> _Required action_
Only one stretch of the data below is wanted: the lines starting at the one with "status: 409, .." and ending at the one with "id_from_location(&location)", both included, given again exactly.

> _Exercise inputs_
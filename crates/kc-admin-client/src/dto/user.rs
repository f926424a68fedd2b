//! User representations.

use serde::{Deserialize, Serialize};

/// User as returned by the user and member listings.
#[derive(Debug, Clone, Default, PartialEq, Eq, Serialize, Deserialize)]
#[serde(rename_all = "camelCase")]
pub struct UserRepresentation {
    /// Unique identifier.
    pub id: String,
    /// Username.
    pub username: String,
    /// Email address.
    #[serde(default, skip_serializing_if = "Option::is_none")]
    pub email: Option<String>,
    /// First name.
    #[serde(default, skip_serializing_if = "Option::is_none")]
    pub first_name: Option<String>,
    /// Last name.
    #[serde(default, skip_serializing_if = "Option::is_none")]
    pub last_name: Option<String>,
    /// Whether the account is enabled.
    #[serde(default)]
    pub enabled: bool,
    /// Paths or names of groups the user belongs to, when the server
    /// includes them.
    #[serde(default, skip_serializing_if = "Vec::is_empty")]
    pub groups: Vec<String>,
}

impl UserRepresentation {
    /// Creates a user with identity fields set.
    #[must_use]
    pub fn new(id: impl Into<String>, username: impl Into<String>) -> Self {
        Self {
            id: id.into(),
            username: username.into(),
            enabled: true,
            ..Self::default()
        }
    }

    /// Adds a group membership entry.
    #[must_use]
    pub fn in_group(mut self, group: impl Into<String>) -> Self {
        self.groups.push(group.into());
        self
    }
}
//! Admin client error types.

use thiserror::Error;

/// Admin client error type.
#[derive(Debug, Error)]
pub enum ClientError {
    /// Configuration error.
    #[error("configuration error: {0}")]
    Config(String),

    /// The server answered with a non-success status.
    #[error("API error: {status} - {message}")]
    Api {
        /// HTTP status code.
        status: u16,
        /// Response body, or a placeholder when it could not be read.
        message: String,
    },

    /// The server answered successfully but the response was unusable.
    #[error("invalid response: {0}")]
    InvalidResponse(String),

    /// IO error.
    #[error("IO error: {0}")]
    Io(#[from] std::io::Error),

    /// JSON error.
    #[error("JSON error: {0}")]
    Json(#[from] serde_json::Error),

    /// HTTP request error.
    #[error("HTTP error: {0}")]
    Http(#[from] reqwest::Error),
}

impl ClientError {
    /// Returns the HTTP status for API errors.
    #[must_use]
    pub const fn status(&self) -> Option<u16> {
        match self {
            Self::Api { status, .. } => Some(*status),
            _ => None,
        }
    }

    /// Checks if the server reported the resource as missing.
    #[must_use]
    pub const fn is_not_found(&self) -> bool {
        matches!(self, Self::Api { status: 404, .. })
    }

    /// Checks if the server reported a conflicting resource.
    #[must_use]
    pub const fn is_conflict(&self) -> bool {
        matches!(self, Self::Api { status: 409, .. })
    }
}

/// Admin client result type.
pub type ClientResult<T> = Result<T, ClientError>;
//! Group resource methods.

use crate::client::{id_from_location, segment};
use crate::dto::{GroupCount, GroupMove, GroupRepresentation, NewGroup, UserRepresentation};
use crate::query::{CountQuery, GroupQuery, PageQuery};
use crate::{ApiClient, ClientError, ClientResult};

/// Collection path a group is created in or moved to.
fn parent_path(parent_id: Option<&str>) -> String {
    match parent_id {
        Some(pid) => format!("/groups/{}/children", segment(pid)),
        None => "/groups".to_string(),
    }
}

impl ApiClient {
    /// Lists one window of groups.
    pub async fn list_groups(&self, query: &GroupQuery) -> ClientResult<Vec<GroupRepresentation>> {
        tracing::debug!(?query, "listing groups");
        self.get_with_query("/groups", query).await
    }

    /// Counts groups matching a filter.
    pub async fn count_groups(&self, query: &CountQuery) -> ClientResult<u64> {
        let count: GroupCount = self.get_with_query("/groups/count", query).await?;
        Ok(count.count)
    }

    /// Gets a group by id.
    pub async fn get_group(&self, id: &str) -> ClientResult<GroupRepresentation> {
        self.get(&format!("/groups/{}", segment(id))).await
    }

    /// Creates a group at the top level or under a parent, returning its id.
    pub async fn create_group(
        &self,
        parent_id: Option<&str>,
        group: &NewGroup,
    ) -> ClientResult<String> {
        let location = self
            .post_created(&parent_path(parent_id), group)
            .await?
            .ok_or_else(|| {
                ClientError::InvalidResponse("created group without Location header".to_string())
            })?;

        id_from_location(&location)
            .map(str::to_string)
            .ok_or_else(|| ClientError::InvalidResponse(format!("unusable Location: {location}")))
    }

    /// Moves an existing group to the top level or under a new parent.
    pub async fn move_group(&self, id: &str, new_parent_id: Option<&str>) -> ClientResult<()> {
        let body = GroupMove { id: id.to_string() };
        self.post_no_response(&parent_path(new_parent_id), &body)
            .await
    }

    /// Replaces a group's name and attributes.
    pub async fn update_group(&self, group: &GroupRepresentation) -> ClientResult<()> {
        self.put(&format!("/groups/{}", segment(&group.id)), group)
            .await
    }

    /// Deletes a group.
    pub async fn delete_group(&self, id: &str) -> ClientResult<()> {
        self.delete(&format!("/groups/{}", segment(id))).await
    }

    /// Lists members of a group.
    pub async fn list_group_members(
        &self,
        group_id: &str,
        query: &PageQuery,
    ) -> ClientResult<Vec<UserRepresentation>> {
        self.get_with_query(&format!("/groups/{}/members", segment(group_id)), query)
            .await
    }

    /// Lists the realm's default groups.
    pub async fn list_default_groups(&self) -> ClientResult<Vec<GroupRepresentation>> {
        self.get("/default-groups").await
    }

    /// Adds a group to the realm's default groups.
    pub async fn add_default_group(&self, group_id: &str) -> ClientResult<()> {
        self.put_empty(&format!("/default-groups/{}", segment(group_id)))
            .await
    }

    /// Removes a group from the realm's default groups.
    pub async fn remove_default_group(&self, group_id: &str) -> ClientResult<()> {
        self.delete(&format!("/default-groups/{}", segment(group_id)))
            .await
    }
}
//! Admin API representations.
//!
//! Field names follow the server's camelCase JSON. Optional fields are
//! omitted when serializing so partial updates stay partial.

pub mod client;
pub mod group;
pub mod role;
pub mod user;

pub use client::ClientRepresentation;
pub use group::{GroupCount, GroupMove, GroupRepresentation, NewGroup};
pub use role::RoleRepresentation;
pub use user::UserRepresentation;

> _Answer below_
        matches!(self, Self::Api { status: 409, .. })
    }
}

/// Admin client result type.
pub type ClientResult<T> = Result<T, ClientError>;
//! Group resource methods.

use crate::client::{id_from_location, segment};
use crate::dto::{GroupCount, GroupMove, GroupRepresentation, NewGroup, UserRepresentation};
use crate::query::{CountQuery, GroupQuery, PageQuery};
use crate::{ApiClient, ClientError, ClientResult};

/// Collection path a group is created in or moved to.
fn parent_path(parent_id: Option<&str>) -> String {
    match parent_id {
        Some(pid) => format!("/groups/{}/children", segment(pid)),
        None => "/groups".to_string(),
    }
}

impl ApiClient {
    /// Lists one window of groups.
    pub async fn list_groups(&self, query: &GroupQuery) -> ClientResult<Vec<GroupRepresentation>> {
        tracing::debug!(?query, "listing groups");
        self.get_with_query("/groups", query).await
    }

    /// Counts groups matching a filter.
    pub async fn count_groups(&self, query: &CountQuery) -> ClientResult<u64> {
        let count: GroupCount = self.get_with_query("/groups/count", query).await?;
        Ok(count.count)
    }

    /// Gets a group by id.
    pub async fn get_group(&self, id: &str) -> ClientResult<GroupRepresentation> {
        self.get(&format!("/groups/{}", segment(id))).await
    }

    /// Creates a group at the top level or under a parent, returning its id.
    pub async fn create_group(
        &self,
        parent_id: Option<&str>,
        group: &NewGroup,
    ) -> ClientResult<String> {
        let location = self
            .post_created(&parent_path(parent_id), group)
            .await?
            .ok_or_else(|| {
                ClientError::InvalidResponse("created group without Location header".to_string())
            })?;

        id_from_location(&location)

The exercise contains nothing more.